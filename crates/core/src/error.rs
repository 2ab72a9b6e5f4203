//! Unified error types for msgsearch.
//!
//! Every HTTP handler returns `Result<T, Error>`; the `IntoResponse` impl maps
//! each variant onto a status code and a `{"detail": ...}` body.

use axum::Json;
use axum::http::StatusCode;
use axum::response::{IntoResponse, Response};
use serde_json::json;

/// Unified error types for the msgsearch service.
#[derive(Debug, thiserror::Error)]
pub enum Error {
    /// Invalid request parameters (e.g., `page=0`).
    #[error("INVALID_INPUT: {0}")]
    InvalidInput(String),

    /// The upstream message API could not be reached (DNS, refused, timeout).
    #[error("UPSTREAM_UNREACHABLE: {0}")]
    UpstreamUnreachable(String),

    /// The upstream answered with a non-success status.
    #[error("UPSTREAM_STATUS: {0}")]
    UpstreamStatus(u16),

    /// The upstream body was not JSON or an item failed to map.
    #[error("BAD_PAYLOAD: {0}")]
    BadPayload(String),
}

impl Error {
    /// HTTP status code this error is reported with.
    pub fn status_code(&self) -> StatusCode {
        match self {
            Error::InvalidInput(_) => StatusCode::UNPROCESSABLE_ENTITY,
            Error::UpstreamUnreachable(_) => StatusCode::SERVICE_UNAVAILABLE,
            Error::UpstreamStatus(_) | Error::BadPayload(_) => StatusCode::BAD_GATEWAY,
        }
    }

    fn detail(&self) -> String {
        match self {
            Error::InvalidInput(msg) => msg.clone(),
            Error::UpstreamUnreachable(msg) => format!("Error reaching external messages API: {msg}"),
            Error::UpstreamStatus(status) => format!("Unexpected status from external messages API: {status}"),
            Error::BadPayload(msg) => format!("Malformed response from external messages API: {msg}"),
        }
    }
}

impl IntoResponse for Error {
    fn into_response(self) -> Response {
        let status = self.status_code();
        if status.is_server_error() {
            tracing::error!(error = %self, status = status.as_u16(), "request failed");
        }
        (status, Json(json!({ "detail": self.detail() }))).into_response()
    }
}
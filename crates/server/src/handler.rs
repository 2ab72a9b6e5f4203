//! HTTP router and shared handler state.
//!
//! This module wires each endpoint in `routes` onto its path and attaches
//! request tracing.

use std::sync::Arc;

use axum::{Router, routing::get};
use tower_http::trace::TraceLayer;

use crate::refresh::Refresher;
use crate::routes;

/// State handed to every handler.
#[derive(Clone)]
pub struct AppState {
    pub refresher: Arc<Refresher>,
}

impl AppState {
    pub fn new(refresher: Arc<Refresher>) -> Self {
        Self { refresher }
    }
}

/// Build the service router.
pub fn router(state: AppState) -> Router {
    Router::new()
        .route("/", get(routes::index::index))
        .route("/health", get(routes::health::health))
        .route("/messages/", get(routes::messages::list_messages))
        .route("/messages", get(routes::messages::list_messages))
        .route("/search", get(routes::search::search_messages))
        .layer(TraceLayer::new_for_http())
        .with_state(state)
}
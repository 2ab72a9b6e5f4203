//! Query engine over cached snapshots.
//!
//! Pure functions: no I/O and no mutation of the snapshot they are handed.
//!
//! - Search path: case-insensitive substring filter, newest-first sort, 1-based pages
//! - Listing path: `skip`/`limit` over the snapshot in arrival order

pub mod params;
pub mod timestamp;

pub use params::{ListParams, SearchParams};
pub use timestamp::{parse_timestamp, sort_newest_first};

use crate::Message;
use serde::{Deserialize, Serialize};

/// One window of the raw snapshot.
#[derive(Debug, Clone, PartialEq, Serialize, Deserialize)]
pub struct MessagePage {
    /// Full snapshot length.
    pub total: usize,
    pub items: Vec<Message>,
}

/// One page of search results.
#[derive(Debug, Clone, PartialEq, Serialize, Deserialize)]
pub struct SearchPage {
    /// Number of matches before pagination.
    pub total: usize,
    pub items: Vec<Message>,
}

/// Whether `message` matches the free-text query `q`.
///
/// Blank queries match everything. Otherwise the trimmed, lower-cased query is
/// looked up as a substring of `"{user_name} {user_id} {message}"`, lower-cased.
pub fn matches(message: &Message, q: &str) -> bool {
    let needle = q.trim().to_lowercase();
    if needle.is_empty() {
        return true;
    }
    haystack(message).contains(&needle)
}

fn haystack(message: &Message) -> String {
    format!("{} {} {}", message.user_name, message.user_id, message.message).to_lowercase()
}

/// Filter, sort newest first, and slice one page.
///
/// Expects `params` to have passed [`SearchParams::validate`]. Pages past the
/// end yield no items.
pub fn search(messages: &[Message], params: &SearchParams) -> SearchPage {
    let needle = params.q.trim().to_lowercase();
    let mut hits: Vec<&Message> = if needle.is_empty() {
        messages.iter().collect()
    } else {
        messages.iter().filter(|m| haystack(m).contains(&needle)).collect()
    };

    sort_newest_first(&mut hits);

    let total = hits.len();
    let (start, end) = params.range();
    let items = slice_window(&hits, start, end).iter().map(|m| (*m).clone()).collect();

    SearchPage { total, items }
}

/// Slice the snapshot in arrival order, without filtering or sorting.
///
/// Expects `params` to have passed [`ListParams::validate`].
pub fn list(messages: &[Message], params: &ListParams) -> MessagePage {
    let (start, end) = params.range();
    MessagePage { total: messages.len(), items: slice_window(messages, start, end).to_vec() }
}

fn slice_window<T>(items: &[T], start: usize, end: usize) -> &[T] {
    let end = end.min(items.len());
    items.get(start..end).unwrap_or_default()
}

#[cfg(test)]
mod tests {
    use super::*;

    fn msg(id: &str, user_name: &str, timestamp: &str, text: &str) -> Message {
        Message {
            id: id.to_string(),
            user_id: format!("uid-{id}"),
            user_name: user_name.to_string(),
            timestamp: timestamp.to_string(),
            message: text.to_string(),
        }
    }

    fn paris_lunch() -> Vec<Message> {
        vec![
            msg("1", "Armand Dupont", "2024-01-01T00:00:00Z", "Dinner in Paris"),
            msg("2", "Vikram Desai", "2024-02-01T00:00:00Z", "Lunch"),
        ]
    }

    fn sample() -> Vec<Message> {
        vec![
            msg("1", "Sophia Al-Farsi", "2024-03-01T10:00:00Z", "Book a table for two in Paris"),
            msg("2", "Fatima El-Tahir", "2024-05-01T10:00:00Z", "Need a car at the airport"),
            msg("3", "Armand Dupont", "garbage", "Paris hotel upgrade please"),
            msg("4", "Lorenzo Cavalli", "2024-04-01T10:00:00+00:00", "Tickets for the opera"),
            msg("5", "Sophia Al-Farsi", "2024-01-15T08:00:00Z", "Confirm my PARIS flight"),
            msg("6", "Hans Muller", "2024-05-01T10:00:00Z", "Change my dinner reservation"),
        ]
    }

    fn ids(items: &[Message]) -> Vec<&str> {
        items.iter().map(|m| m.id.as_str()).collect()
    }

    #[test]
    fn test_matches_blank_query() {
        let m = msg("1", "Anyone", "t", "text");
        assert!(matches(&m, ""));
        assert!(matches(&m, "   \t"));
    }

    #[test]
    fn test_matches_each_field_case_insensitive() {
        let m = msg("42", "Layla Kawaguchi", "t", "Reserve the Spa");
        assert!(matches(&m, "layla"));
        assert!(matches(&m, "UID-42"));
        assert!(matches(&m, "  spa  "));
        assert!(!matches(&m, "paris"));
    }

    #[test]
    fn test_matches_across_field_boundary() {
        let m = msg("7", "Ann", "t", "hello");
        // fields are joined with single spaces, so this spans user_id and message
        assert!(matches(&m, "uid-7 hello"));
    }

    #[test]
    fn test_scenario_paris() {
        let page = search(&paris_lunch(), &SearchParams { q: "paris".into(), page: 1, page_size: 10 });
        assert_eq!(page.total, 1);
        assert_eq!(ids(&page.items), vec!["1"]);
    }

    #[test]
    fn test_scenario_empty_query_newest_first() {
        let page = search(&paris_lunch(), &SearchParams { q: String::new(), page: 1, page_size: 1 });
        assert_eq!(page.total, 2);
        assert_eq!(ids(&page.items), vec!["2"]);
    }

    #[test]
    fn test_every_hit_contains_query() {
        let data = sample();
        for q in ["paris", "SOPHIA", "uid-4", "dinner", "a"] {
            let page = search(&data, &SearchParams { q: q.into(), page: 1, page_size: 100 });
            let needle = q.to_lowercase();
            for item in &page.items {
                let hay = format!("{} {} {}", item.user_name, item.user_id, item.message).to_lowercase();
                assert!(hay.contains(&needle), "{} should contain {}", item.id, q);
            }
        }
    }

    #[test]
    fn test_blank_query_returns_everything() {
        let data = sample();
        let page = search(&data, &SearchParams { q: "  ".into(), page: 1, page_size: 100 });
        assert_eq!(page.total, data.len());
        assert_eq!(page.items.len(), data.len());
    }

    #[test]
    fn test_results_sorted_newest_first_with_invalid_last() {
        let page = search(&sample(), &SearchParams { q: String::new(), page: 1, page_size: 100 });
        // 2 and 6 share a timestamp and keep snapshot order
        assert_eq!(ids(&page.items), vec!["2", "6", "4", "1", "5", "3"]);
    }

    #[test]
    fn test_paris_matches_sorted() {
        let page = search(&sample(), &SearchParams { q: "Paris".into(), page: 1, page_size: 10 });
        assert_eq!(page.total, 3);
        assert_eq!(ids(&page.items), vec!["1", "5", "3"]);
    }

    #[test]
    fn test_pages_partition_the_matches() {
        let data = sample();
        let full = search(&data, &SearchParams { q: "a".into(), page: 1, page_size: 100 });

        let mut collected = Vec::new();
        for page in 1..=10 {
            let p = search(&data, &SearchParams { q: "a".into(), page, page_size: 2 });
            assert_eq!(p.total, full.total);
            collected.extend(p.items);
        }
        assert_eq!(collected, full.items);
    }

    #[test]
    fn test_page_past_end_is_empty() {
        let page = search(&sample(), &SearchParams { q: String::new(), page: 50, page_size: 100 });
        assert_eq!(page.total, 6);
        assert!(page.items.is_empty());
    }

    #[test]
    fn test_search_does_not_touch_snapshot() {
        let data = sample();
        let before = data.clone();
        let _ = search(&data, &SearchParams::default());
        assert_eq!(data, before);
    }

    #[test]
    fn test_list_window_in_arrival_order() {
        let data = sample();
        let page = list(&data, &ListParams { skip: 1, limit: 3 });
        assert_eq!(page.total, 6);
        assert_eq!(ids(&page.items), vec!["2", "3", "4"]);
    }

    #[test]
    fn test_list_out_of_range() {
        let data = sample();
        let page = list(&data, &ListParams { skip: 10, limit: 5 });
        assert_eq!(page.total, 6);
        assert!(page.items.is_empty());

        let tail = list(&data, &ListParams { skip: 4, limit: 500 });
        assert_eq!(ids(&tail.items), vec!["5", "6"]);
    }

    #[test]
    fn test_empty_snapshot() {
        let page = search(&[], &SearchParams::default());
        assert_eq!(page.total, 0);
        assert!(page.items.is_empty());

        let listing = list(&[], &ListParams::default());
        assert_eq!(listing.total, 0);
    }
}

──────────

Set down exactly the lines from the opening line of the material through the line in which "pub enum Error" occurs, both included, and no other lines.

> _Answer space_:
filename crates/core/src/error.rs
repository 2ab72a9b6e5f4203
//! Unified error types for msgsearch.
//!
//! Every HTTP handler returns `Result<T, Error>`; the `IntoResponse` impl maps
//! each variant onto a status code and a `{"detail": ...}` body.

use axum::Json;
use axum::http::StatusCode;
use axum::response::{IntoResponse, Response};
use serde_json::json;

/// Unified error types for the msgsearch service.
#[derive(Debug, thiserror::Error)]
pub enum Error {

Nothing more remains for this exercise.